[Opening SUPPLIED RECORDS section]
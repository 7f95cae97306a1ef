//! # Fetcher
//!
//! Moves a newly assigned shard onto this server: streams the range from a
//! peer at a pinned fetch version in bounded blocks, mirrors overlapping
//! change feeds, then hands its queued updates to the update pipeline,
//! which replays them at the transfer version it picks. Only after that
//! version is durable does the shard flip to read-write.
//!
//! Cancellation before the waiting phase erases every partial write; after
//! it, the assignment-change handler owns the cleanup and the fetcher just
//! leaves.

use crate::engine::{WriteBatch, WriteOptions};
use crate::err::Error;
use crate::err::Error::*;
use crate::feed::{encode_feed_entry, encode_feed_value, feed_durable_key, feed_registration_key, FeedStatus};
use crate::mlog::Mutation;
use crate::server::shards::{AddingPhase, AddingShard, ShardState};
use crate::server::{FetchInjection, StorageServer};
use crate::types::{Key, KeyRange, Version, INVALID_VERSION};
use std::sync::atomic::Ordering;
use std::sync::Arc;
use std::time::Instant;
use tokio::sync::oneshot;

const FETCH_RETRY_LIMIT: u32 = 5;

/// Recovery path: the range is durably assigned but unavailable, fetch it
/// again from scratch.
pub fn launch_fetch(server: &Arc<StorageServer>, range: KeyRange) {
    let adding = AddingShard::new(range.clone());
    adding
        .fetch_version
        .store(server.current_version(), Ordering::Release);
    let cancelled = {
        let mut shards = server.shards.write().unwrap();
        shards.replace_range(&range, ShardState::Adding(adding.clone()))
    };
    for old in cancelled {
        old.cancel();
    }
    launch_fetch_for(server, adding);
}

/// Spawns the fetch task for an adding shard already present in the map
pub fn launch_fetch_for(server: &Arc<StorageServer>, adding: Arc<AddingShard>) {
    let server = server.clone();
    tokio::spawn(async move {
        server.counters.fetches_started.fetch_add(1, Ordering::Relaxed);
        match fetch_keys(&server, adding.clone()).await {
            Ok(()) => {}
            Err(err) => {
                log::error!("fetch of {} failed: {}", adding.range, err);
                abort_fetch(&server, &adding).await;
            }
        }
    });
}

async fn fetch_keys(server: &Arc<StorageServer>, adding: Arc<AddingShard>) -> Result<(), Error> {
    let range = adding.range.clone();
    let mut cancel = adding.cancelled();
    let assignment_version = adding.fetch_version.load(Ordering::Acquire);
    let peer = server
        .peer
        .read()
        .unwrap()
        .clone()
        .ok_or_else(|| PeerFetchFailed("no peer configured".into()))?;

    // any prior data for this range must be flushed (and its clear made
    // durable) before new bytes land under the same keys
    let last_unavailable = server
        .newest_unavailable
        .lock()
        .unwrap()
        .iter()
        .filter(|(r, _)| r.intersects(&range))
        .map(|(_, v)| *v)
        .max()
        .unwrap_or(0);
    tokio::select! {
        _ = server.durable_version.when_at_least(last_unavailable) => {}
        _ = cancel.changed() => return cancelled_cleanup(server, &adding).await,
    }

    let _slot = tokio::select! {
        permit = server.fetch_parallelism.clone().acquire_owned() => {
            permit.map_err(|_| PeerFetchFailed("fetch semaphore closed".into()))?
        }
        _ = cancel.changed() => return cancelled_cleanup(server, &adding).await,
    };

    let fetch_version = server.current_version().max(assignment_version);
    adding.fetch_version.store(fetch_version, Ordering::Release);
    {
        // updates at or below the fetch version are already covered by the
        // snapshot we are about to stream
        let mut queued = adding.queued.lock().unwrap();
        queued.retain(|u| u.version > fetch_version);
    }
    log::info!("fetching {} at version {}", range, fetch_version);

    let mut cursor: Key = range.begin.clone();
    let mut attempts: u32 = 0;
    let mut last_progress = Instant::now();
    let mut warned = false;
    loop {
        if last_progress.elapsed() > server.cfg.fetch_warn_after && !warned {
            log::warn!("fetch of {} has made no progress for a while", range);
            warned = true;
        }
        let remaining = KeyRange::new(&cursor, &range.end);
        if remaining.is_empty() {
            break;
        }
        let block = tokio::select! {
            block = peer.get_range_block(&remaining, fetch_version, server.cfg.fetch_block_bytes) => block,
            _ = cancel.changed() => return cancelled_cleanup(server, &adding).await,
        };
        let block = match block {
            Ok(block) => block,
            Err(err) if err.is_retryable() && attempts < FETCH_RETRY_LIMIT => {
                attempts += 1;
                log::warn!(
                    "fetch of {} retrying from {} after transient error: {}",
                    range,
                    crate::util::printable(&cursor),
                    err
                );
                tokio::time::sleep(std::time::Duration::from_millis(100 << attempts)).await;
                continue;
            }
            Err(err) => return Err(err),
        };
        attempts = 0;

        let block_bytes: usize = block.kvs.iter().map(|(k, v)| k.len() + v.len()).sum();
        if block_bytes > 0 {
            if !server.fetch_budget.try_acquire(block_bytes) {
                if cursor > range.begin {
                    // backpressure split: the completed prefix moves on to
                    // hand-off, the remainder refetches once memory frees up
                    return split_and_complete(server, &adding, assignment_version, fetch_version, cursor).await;
                }
                tokio::select! {
                    _ = server.fetch_budget.acquire(block_bytes) => {}
                    _ = cancel.changed() => return cancelled_cleanup(server, &adding).await,
                }
            }
            let mut batch = WriteBatch::new();
            for (k, v) in &block.kvs {
                let cf = server.shard_manager.locate(k).await.ok_or(ShardNotFound)?;
                batch.put(&cf, k, v);
                server.byte_sample.apply_set(k, v.len());
            }
            // sync per block keeps the waiting-phase durability wait trivial
            let write = server
                .shard_manager
                .engine()
                .write(batch, WriteOptions { sync: true })
                .await;
            server.fetch_budget.release(block_bytes);
            write?;
            server
                .counters
                .bytes_fetched
                .fetch_add(block_bytes as u64, Ordering::Relaxed);
            last_progress = Instant::now();
            warned = false;
        }
        match (block.more, block.kvs.last()) {
            (true, Some((last, _))) => cursor = crate::types::key_after(last),
            _ => break,
        }
    }

    complete_fetch(server, adding, fetch_version).await
}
[Closing SUPPLIED RECORDS section]
Transcribe every entry word for word.

repository 7f95cae97306a1ef
//! # Fetcher
//!
//! Moves a newly assigned shard onto this server: streams the range from a
//! peer at a pinned fetch version in bounded blocks, mirrors overlapping
//! change feeds, then hands its queued updates to the update pipeline,
//! which replays them at the transfer version it picks. Only after that
//! version is durable does the shard flip to read-write.
//!
//! Cancellation before the waiting phase erases every partial write; after
//! it, the assignment-change handler owns the cleanup and the fetcher just
//! leaves.

use crate::engine::{WriteBatch, WriteOptions};
use crate::err::Error;
use crate::err::Error::*;
use crate::feed::{encode_feed_entry, encode_feed_value, feed_durable_key, feed_registration_key, FeedStatus};
use crate::mlog::Mutation;
use crate::server::shards::{AddingPhase, AddingShard, ShardState};
use crate::server::{FetchInjection, StorageServer};
use crate::types::{Key, KeyRange, Version, INVALID_VERSION};
use std::sync::atomic::Ordering;
use std::sync::Arc;
use std::time::Instant;
use tokio::sync::oneshot;

const FETCH_RETRY_LIMIT: u32 = 5;

/// Recovery path: the range is durably assigned but unavailable, fetch it
/// again from scratch.
pub fn launch_fetch(server: &Arc<StorageServer>, range: KeyRange) {
    let adding = AddingShard::new(range.clone());
    adding
        .fetch_version
        .store(server.current_version(), Ordering::Release);
    let cancelled = {
        let mut shards = server.shards.write().unwrap();
        shards.replace_range(&range, ShardState::Adding(adding.clone()))
    };
    for old in cancelled {
        old.cancel();
    }
    launch_fetch_for(server, adding);
}

/// Spawns the fetch task for an adding shard already present in the map
pub fn launch_fetch_for(server: &Arc<StorageServer>, adding: Arc<AddingShard>) {
    let server = server.clone();
    tokio::spawn(async move {
        server.counters.fetches_started.fetch_add(1, Ordering::Relaxed);
        match fetch_keys(&server, adding.clone()).await {
            Ok(()) => {}
            Err(err) => {
                log::error!("fetch of {} failed: {}", adding.range, err);
                abort_fetch(&server, &adding).await;
            }
        }
    });
}

async fn fetch_keys(server: &Arc<StorageServer>, adding: Arc<AddingShard>) -> Result<(), Error> {
    let range = adding.range.clone();
    let mut cancel = adding.cancelled();
    let assignment_version = adding.fetch_version.load(Ordering::Acquire);
    let peer = server
        .peer
        .read()
        .unwrap()
        .clone()
        .ok_or_else(|| PeerFetchFailed("no peer configured".into()))?;

    // any prior data for this range must be flushed (and its clear made
    // durable) before new bytes land under the same keys
    let last_unavailable = server
        .newest_unavailable
        .lock()
        .unwrap()
        .iter()
        .filter(|(r, _)| r.intersects(&range))
        .map(|(_, v)| *v)
        .max()
        .unwrap_or(0);
    tokio::select! {
        _ = server.durable_version.when_at_least(last_unavailable) => {}
        _ = cancel.changed() => return cancelled_cleanup(server, &adding).await,
    }

    let _slot = tokio::select! {
        permit = server.fetch_parallelism.clone().acquire_owned() => {
            permit.map_err(|_| PeerFetchFailed("fetch semaphore closed".into()))?
        }
        _ = cancel.changed() => return cancelled_cleanup(server, &adding).await,
    };

    let fetch_version = server.current_version().max(assignment_version);
    adding.fetch_version.store(fetch_version, Ordering::Release);
    {
        // updates at or below the fetch version are already covered by the
        // snapshot we are about to stream
        let mut queued = adding.queued.lock().unwrap();
        queued.retain(|u| u.version > fetch_version);
    }
    log::info!("fetching {} at version {}", range, fetch_version);

    let mut cursor: Key = range.begin.clone();
    let mut attempts: u32 = 0;
    let mut last_progress = Instant::now();
    let mut warned = false;
    loop {
        if last_progress.elapsed() > server.cfg.fetch_warn_after && !warned {
            log::warn!("fetch of {} has made no progress for a while", range);
            warned = true;
        }
        let remaining = KeyRange::new(&cursor, &range.end);
        if remaining.is_empty() {
            break;
        }
        let block = tokio::select! {
            block = peer.get_range_block(&remaining, fetch_version, server.cfg.fetch_block_bytes) => block,
            _ = cancel.changed() => return cancelled_cleanup(server, &adding).await,
        };
        let block = match block {
            Ok(block) => block,
            Err(err) if err.is_retryable() && attempts < FETCH_RETRY_LIMIT => {
                attempts += 1;
                log::warn!(
                    "fetch of {} retrying from {} after transient error: {}",
                    range,
                    crate::util::printable(&cursor),
                    err
                );
                tokio::time::sleep(std::time::Duration::from_millis(100 << attempts)).await;
                continue;
            }
            Err(err) => return Err(err),
        };
        attempts = 0;

        let block_bytes: usize = block.kvs.iter().map(|(k, v)| k.len() + v.len()).sum();
        if block_bytes > 0 {
            if !server.fetch_budget.try_acquire(block_bytes) {
                if cursor > range.begin {
                    // backpressure split: the completed prefix moves on to
                    // hand-off, the remainder refetches once memory frees up
                    return split_and_complete(server, &adding, assignment_version, fetch_version, cursor).await;
                }
                tokio::select! {
                    _ = server.fetch_budget.acquire(block_bytes) => {}
                    _ = cancel.changed() => return cancelled_cleanup(server, &adding).await,
                }
            }
            let mut batch = WriteBatch::new();
            for (k, v) in &block.kvs {
                let cf = server.shard_manager.locate(k).await.ok_or(ShardNotFound)?;
                batch.put(&cf, k, v);
                server.byte_sample.apply_set(k, v.len());
            }
            // sync per block keeps the waiting-phase durability wait trivial
            let write = server
                .shard_manager
                .engine()
                .write(batch, WriteOptions { sync: true })
                .await;
            server.fetch_budget.release(block_bytes);
            write?;
            server
                .counters
                .bytes_fetched
                .fetch_add(block_bytes as u64, Ordering::Relaxed);
            last_progress = Instant::now();
            warned = false;
        }
        match (block.more, block.kvs.last()) {
            (true, Some((last, _))) => cursor = crate::types::key_after(last),
            _ => break,
        }
    }

    complete_fetch(server, adding, fetch_version).await
}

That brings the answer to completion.